## [TASK DIRECTIONS]
Look for "into" in each line of the records, and copy the lines that have it.
------ RECORDED INFORMATION ------
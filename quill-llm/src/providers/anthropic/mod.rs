//! Anthropic messages API

pub mod adapter;
pub mod types;

pub use adapter::AnthropicAdapter;
pub use types::{ContentBlock, MessagesPayload};
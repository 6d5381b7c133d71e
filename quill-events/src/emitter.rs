//! Drives a chain and numbers what it produces.

use crate::event::{ChainEvent, EventFrame};
use quill_engine::{Chain, ChainError, ChainResponse, ChainStateError, StepResult};
use thiserror::Error;
use tracing::{debug, trace};

#[derive(Debug, Clone, Error, PartialEq)]
pub enum EmitterError {
    /// A terminal event was already emitted.
    #[error("event stream is closed")]
    Closed,

    /// The host misused the chain protocol. Nothing was emitted and the
    /// stream stays open.
    #[error(transparent)]
    State(#[from] ChainStateError),
}

pub type EmitterResult<T> = Result<T, EmitterError>;

/// Turns chain calls into an ordered event stream.
#[derive(Debug, Clone, Default)]
pub struct EventEmitter {
    last_id: u64,
    /// Index of the step currently waiting for a response.
    open_step: Option<usize>,
    closed: bool,
}

impl EventEmitter {
    pub fn new() -> Self {
        Self::default()
    }

    pub fn is_closed(&self) -> bool {
        self.closed
    }

    /// Id of the most recent frame; zero before the first.
    pub fn last_id(&self) -> u64 {
        self.last_id
    }

    /// Start (`None`) or resume `chain` and return the frames it produced.
    ///
    /// An accepted response yields `step-complete` followed by the next
    /// `step` or `complete`. A compile failure yields a single `error`.
    pub fn advance(
        &mut self,
        chain: &mut Chain,
        response: Option<ChainResponse>,
    ) -> EmitterResult<Vec<EventFrame>> {
        if self.closed {
            return Err(EmitterError::Closed);
        }

        let answered = response.as_ref().and_then(|response| {
            self.open_step.map(|index| ChainEvent::StepComplete {
                index,
                response: response.clone(),
            })
        });

        let result = match response {
            Some(response) => chain.resume(response),
            None => chain.step(None),
        };

        let mut frames = Vec::new();
        match result {
            Ok(StepResult::Step(step)) => {
                frames.extend(answered.map(|event| self.frame(event)));
                self.open_step = Some(step.index);
                frames.push(self.frame(ChainEvent::Step(step)));
            }
            Ok(StepResult::Complete(completion)) => {
                frames.extend(answered.map(|event| self.frame(event)));
                frames.push(self.frame(ChainEvent::Complete(completion)));
            }
            Err(ChainError::State(err)) => {
                trace!(error = %err, "chain rejected call");
                return Err(err.into());
            }
            Err(err) => frames.push(self.frame(ChainEvent::from_error(&err))),
        }

        debug!(frames = frames.len(), last_id = self.last_id, closed = self.closed, "advanced chain");
        Ok(frames)
    }

    fn frame(&mut self, event: ChainEvent) -> EventFrame {
        self.last_id += 1;
        if event.is_terminal() {
            self.closed = true;
            self.open_step = None;
        }
        EventFrame {
            id: self.last_id,
            event,
        }
    }
}
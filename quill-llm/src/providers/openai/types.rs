//! OpenAI chat completions request and response types

use serde::{Deserialize, Serialize};

// ============================================================================
// REQUEST TYPES
// ============================================================================

/// The `messages` part of a chat completions request.
#[derive(Debug, Clone, PartialEq, Serialize, Deserialize)]
pub struct ChatPayload {
    pub messages: Vec<ChatMessage>,
}

#[derive(Debug, Clone, PartialEq, Serialize, Deserialize)]
#[serde(tag = "role", rename_all = "lowercase")]
pub enum ChatMessage {
    System {
        content: String,
    },
    User {
        content: UserContent,
    },
    Assistant {
        #[serde(default, skip_serializing_if = "Option::is_none")]
        content: Option<String>,
        #[serde(default, skip_serializing_if = "Vec::is_empty")]
        tool_calls: Vec<ToolCall>,
    },
    Tool {
        tool_call_id: String,
        content: String,
    },
}

/// A plain string, or typed parts when the message carries media.
#[derive(Debug, Clone, PartialEq, Serialize, Deserialize)]
#[serde(untagged)]
pub enum UserContent {
    Text(String),
    Parts(Vec<UserPart>),
}

#[derive(Debug, Clone, PartialEq, Serialize, Deserialize)]
#[serde(tag = "type", rename_all = "snake_case")]
pub enum UserPart {
    Text { text: String },
    ImageUrl { image_url: ImageUrl },
    File { file: FileData },
}

#[derive(Debug, Clone, PartialEq, Serialize, Deserialize)]
pub struct ImageUrl {
    pub url: String,
}

#[derive(Debug, Clone, PartialEq, Serialize, Deserialize)]
pub struct FileData {
    /// A base64 `data:` URI.
    pub file_data: String,
    #[serde(default, skip_serializing_if = "Option::is_none")]
    pub filename: Option<String>,
}

#[derive(Debug, Clone, PartialEq, Serialize, Deserialize)]
pub struct ToolCall {
    pub id: String,
    #[serde(rename = "type")]
    pub kind: String,
    pub function: FunctionCall,
}

#[derive(Debug, Clone, PartialEq, Serialize, Deserialize)]
pub struct FunctionCall {
    pub name: String,
    /// JSON-encoded arguments.
    pub arguments: String,
}

// ============================================================================
// RESPONSE TYPES
// ============================================================================

#[derive(Debug, Clone, Deserialize)]
pub struct CompletionResponse {
    pub choices: Vec<Choice>,
}

#[derive(Debug, Clone, Deserialize)]
pub struct Choice {
    pub message: ChatMessage,
    #[serde(default)]
    pub finish_reason: Option<String>,
}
------
## [RESPONSE]
/// Turns chain calls into an ordered event stream.
                return Err(err.into());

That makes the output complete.